Это старый упрек со стороны группок: обвинять тех, кто делает что-то отличное от них, в том, что они проводят отвлекающие маневры. Проблемы, которыми я занимаюсь, являются общими. Мы живем в обществе, где формирование, циркуляция и потребление знания имеют основополагающее значение. Если накопление капитала было одной из фундаментальных черт нашего общества, то то же самое происходит и со знанием. Но ведь применение, производство и накопление знания невозможно отделить от властных механизмов, с которыми они вступают в сложные отношения, требующие анализа. С XVI века считалось, что развитие форм и содержания знания служит одной из основных гарантий освобождения человечества. Это один из великих постулатов нашей цивилизации, распространившейся по всему миру. Но уже Франкфуртская школа признавала, что следствием и функцией образования крупных систем знания является также порабощение и подчинение. Что и заставило полностью пересмотреть постулат, согласно которому развитие знания гарантирует освобождение. Разве это не общая проблема? Считаете ли Вы, что постановка такой проблемы означает отход от проблем, ставящихся политическими партиями? Безусловно, их невозможно непосредственно подвести под тип обобщений, формулируемых политическими партиями, принимающими на самом деле только эти кодированные обобщения, могущие стать частью программы, объединяющим фактором для избирателей и элементом избирательной тактики. Однако невозможно вычеркивать тех, кто квалифицируется как «маргиналы», как «местечковые», либо называть некоторые вопросы «отвлекающими» только потому, что они не проходят через фильтр обобщений, принятых и кодифицированных политическими партиями.

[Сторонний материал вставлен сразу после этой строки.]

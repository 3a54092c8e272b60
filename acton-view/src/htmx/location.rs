//! Values for the `HX-Location` response header.
//!
//! See <https://htmx.org/headers/hx-location/>.

use std::collections::BTreeMap;

use serde::Serialize;
use serde_json::Value;

/// Target of an `HX-Location` navigation.
///
/// A location with only a path is sent as the bare path; anything more is
/// sent as the JSON object form.
///
/// ```rust
/// use acton_view::htmx::Location;
///
/// assert_eq!(Location::new("/inbox").to_header_value(), "/inbox");
///
/// let value = Location::new("/inbox").target("#main").to_header_value();
/// assert_eq!(value, r##"{"path":"/inbox","target":"#main"}"##);
/// ```
#[derive(Debug, Clone, Default, PartialEq, Serialize)]
pub struct Location {
    path: String,
    #[serde(skip_serializing_if = "Option::is_none")]
    source: Option<String>,
    #[serde(skip_serializing_if = "Option::is_none")]
    event: Option<String>,
    #[serde(skip_serializing_if = "Option::is_none")]
    handler: Option<String>,
    #[serde(skip_serializing_if = "Option::is_none")]
    target: Option<String>,
    #[serde(skip_serializing_if = "Option::is_none")]
    swap: Option<String>,
    #[serde(skip_serializing_if = "Option::is_none")]
    values: Option<Value>,
    #[serde(skip_serializing_if = "BTreeMap::is_empty")]
    headers: BTreeMap<String, String>,
    #[serde(skip_serializing_if = "Option::is_none")]
    select: Option<String>,
}

impl Location {
    /// Navigate to `path`
    #[must_use]
    pub fn new(path: impl Into<String>) -> Self {
        Self {
            path: path.into(),
            ..Self::default()
        }
    }

    /// Source element of the request
    #[must_use]
    pub fn source(mut self, source: impl Into<String>) -> Self {
        self.source = Some(source.into());
        self
    }

    /// Event that triggered the request
    #[must_use]
    pub fn event(mut self, event: impl Into<String>) -> Self {
        self.event = Some(event.into());
        self
    }

    /// Callback that handles the response HTML
    #[must_use]
    pub fn handler(mut self, handler: impl Into<String>) -> Self {
        self.handler = Some(handler.into());
        self
    }

    /// Element to swap the response into
    #[must_use]
    pub fn target(mut self, target: impl Into<String>) -> Self {
        self.target = Some(target.into());
        self
    }

    /// How the response is swapped in
    #[must_use]
    pub fn swap(mut self, swap: impl ToString) -> Self {
        self.swap = Some(swap.to_string());
        self
    }

    /// Values submitted with the request
    #[must_use]
    pub fn values(mut self, values: Value) -> Self {
        self.values = Some(values);
        self
    }

    /// Add a header submitted with the request
    #[must_use]
    pub fn header(mut self, name: impl Into<String>, value: impl Into<String>) -> Self {
        self.headers.insert(name.into(), value.into());
        self
    }

    /// Select the content to swap from the response
    #[must_use]
    pub fn select(mut self, select: impl Into<String>) -> Self {
        self.select = Some(select.into());
        self
    }

    fn is_path_only(&self) -> bool {
        *self == Self::new(self.path.clone())
    }

    /// Render as the header value
    #[must_use]
    pub fn to_header_value(&self) -> String {
        if self.is_path_only() {
            return self.path.clone();
        }
        serde_json::to_string(self).unwrap_or_else(|_| self.path.clone())
    }
}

— Когда Вы поднимаете вопрос о власти, Вы, кажется, не учитываете непосредственного различия между действиями, с помощью которых власть проявляется внутри государства, и воздействием посредством различных институтов. По этому поводу кто-то говорил, что у Вас власть безлика и вездесуща. Разве не существует никакого различия между, скажем, тоталитарным режимом и режимом демократическим?

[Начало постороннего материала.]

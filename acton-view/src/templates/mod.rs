//! minijinja-backed HTML rendering.
//!
//! # Features
//!
//! - **Compile once, render many**: every page is compiled at init into its own
//!   environment and cloned per render, so per-request state never leaks into
//!   the cache
//! - **Layouts**: pages `{% extends "layout" %}`; the layout is chosen per response
//! - **Partials**: everything under `partials/` is includable from every page
//! - **Multiple sources**: directories, embedded assets or in-memory maps, with
//!   non-root sources namespaced as `<id>:<page>`
//! - **Helper table**: form, string, number and time helpers (see [`functions`])
//!
//! # Layout of a source
//!
//! ```text
//! partials/nav.tmpl           {% include "partials/nav.tmpl" %}
//! views/home.tmpl             page "home"
//! views/users/show.tmpl       page "users/show"
//! views/layouts/base.tmpl     layout "base"
//! views/system/404.tmpl       not-found page
//! ```
//!
//! ```html
//! <!-- views/layouts/base.tmpl -->
//! <!DOCTYPE html>
//! <html>
//!   <head>
//!     <title>{{ view.title }}</title>
//!     <meta name="htmx-config" content='{{ view.htmx_nonce }}'>
//!   </head>
//!   <body>{% block content %}{% endblock %}</body>
//! </html>
//! ```
//!
//! ```html
//! <!-- views/home.tmpl -->
//! {% extends "layout" %}
//! {% block content %}
//!   {% if view.has_error %}<p class="error">{{ view.error }}</p>{% endif %}
//!   <h1>{{ pluralize(count, "message", "messages") }}</h1>
//! {% endblock %}
//! ```

mod adapter;
pub mod functions;
mod helpers;
mod source;

pub use adapter::{
    FunctionsHook, PageInstance, TemplateAdapter, DEFAULT_EXTENSION, DEFAULT_LAYOUT,
    LAYOUTS_DIR, LAYOUT_TEMPLATE, PARTIALS_DIR, ROOT_SOURCE_ID, VIEWS_DIR,
};
pub use helpers::{
    class_map, humanize, input_attrs, is_blank, is_even, is_odd, not_blank, pluralize, slugify,
    srcset, to_int, truncate, yesno, InputAttrs,
};
pub use source::{DirSource, EmbeddedSource, MemorySource, TemplateSource};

— В «Надзирать и наказывать» я попытался показать, что на Западе определенный тип власти над индивидами, осуществляемой посредством воспитания и формирования их индивидуальности, соотносится с возникновением не только идеологии, но и государственного строя либерального типа. В других политических и социальных системах — в конституционной монархии и феодальном режиме — подобное осуществление власти над индивидами не было возможным. Я всегда анализирую весьма конкретные и частные феномены: допустим, образование дисциплинарных систем в Европе XVIII века. И делаю это не для того, чтобы сказать, что западная цивилизация является дисциплинарной во всех своих проявлениях. Дисциплинарные системы применяются наряду с остальными. Я провожу различие между правящими и управляемыми. И пытаюсь объяснить, почему и каким образом подобные системы возникли в конкретную эпоху, в той или иной стране в ответ на определенные потребности. Я не говорю об обществах, не имеющих ни календаря, ни географии. Мне совершенно непонятно, как меня можно упрекать за то, что я не различаю, допустим, тоталитарные режимы и те, что ими не являются. В XVIII веке не существовало тоталитарных государств в современном смысле.

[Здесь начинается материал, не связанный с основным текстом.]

//! # acton-view
//!
//! View rendering for axum services. Handlers describe *what* to render with a
//! [`ViewResponse`]; a [`ViewService`] decides *how*, dispatching to a named
//! [`Adapter`] (HTML templates or JSON envelopes out of the box).
//!
//! ## Features
//!
//! - **Response builder**: path, layout, title, status, data, headers, caching
//!   and every HTMX response header in one chainable value
//! - **HTML adapter**: minijinja templates compiled once from directories,
//!   embedded assets or memory, with layouts, partials and a helper table
//! - **JSON adapter**: `success` / `fail` / `error` envelopes
//! - **Format dispatch**: `report.json` renders `report` as JSON, custom
//!   adapters handle any other extension
//! - **System pages**: 401, 403, 404, 405, 500 and 503 with plain-text fallbacks
//! - **HTMX helpers**: request predicates, triggers, swaps and locations
//!
//! ## Example
//!
//! ```rust,no_run
//! use std::sync::Arc;
//!
//! use acton_view::prelude::*;
//! use axum::{
//!     extract::{Request, State},
//!     routing::get,
//!     Router,
//! };
//!
//! async fn home(State(views): State<Arc<ViewService>>, request: Request) -> Response {
//!     let (parts, _body) = request.into_parts();
//!     let resp = ViewResponse::new()
//!         .with_path("home")
//!         .with_title("Home")
//!         .with_data_item("count", 3);
//!     views.render(&parts, resp)
//! }
//!
//! # async fn run() -> Result<()> {
//! // Load configuration
//! let config = Config::load()?;
//!
//! // Initialize tracing
//! init_tracing(&config)?;
//!
//! // Compile templates and register the html and json adapters
//! let views = Arc::new(ViewService::from_config(&config)?);
//!
//! let app: Router = Router::new().route("/", get(home)).with_state(views);
//! # let _ = app;
//! # Ok(())
//! # }
//! ```

pub mod adapter;
pub mod config;
pub mod error;
pub mod htmx;
pub mod json;
pub mod observability;
pub mod request;
pub mod response;
pub mod service;
pub mod templates;

pub use adapter::{Adapter, SystemPage};
pub use config::Config;
pub use error::{Error, Result};
pub use json::{Envelope, EnvelopeStatus, JsonAdapter};
pub use response::{view_data, ViewData, ViewResponse};
pub use service::{ViewService, ViewServiceBuilder};
pub use templates::TemplateAdapter;

/// Prelude module for convenient imports
pub mod prelude {
    pub use crate::adapter::{Adapter, SystemPage};
    pub use crate::config::{Config, ServiceConfig, ViewsConfig};
    pub use crate::error::{Error, Result};
    pub use crate::htmx::{
        is_any_htmx_request, is_boosted_request, is_htmx_request, Location, Swap, SwapOption,
        TriggerTiming,
    };
    pub use crate::json::{json_error, json_failure, json_redirect, json_success, JsonAdapter};
    pub use crate::observability::init_tracing;
    pub use crate::response::{view_data, ViewData, ViewResponse};
    pub use crate::service::{ViewService, ViewServiceBuilder};
    pub use crate::templates::{DirSource, EmbeddedSource, MemorySource, TemplateAdapter};

    // Re-export axum response types used by handlers
    pub use axum::response::{Html, IntoResponse, Response};
}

— Однако если считать Ваши исследования переживанием современности, то какую информацию можно из них извлечь? Поскольку значительные проблемы взаимодействия власти и знания оказываются поставленными, но неразрешенными, как в демократических обществах, так и в обществах тоталитарных, то в итоге не существует никакого принципиального отличия между первыми и вторыми. Иными словами, механизмы власти, которые Вы анализируете, оказываются тождественными, или практически тождественными, для любого типа обществ современного мира.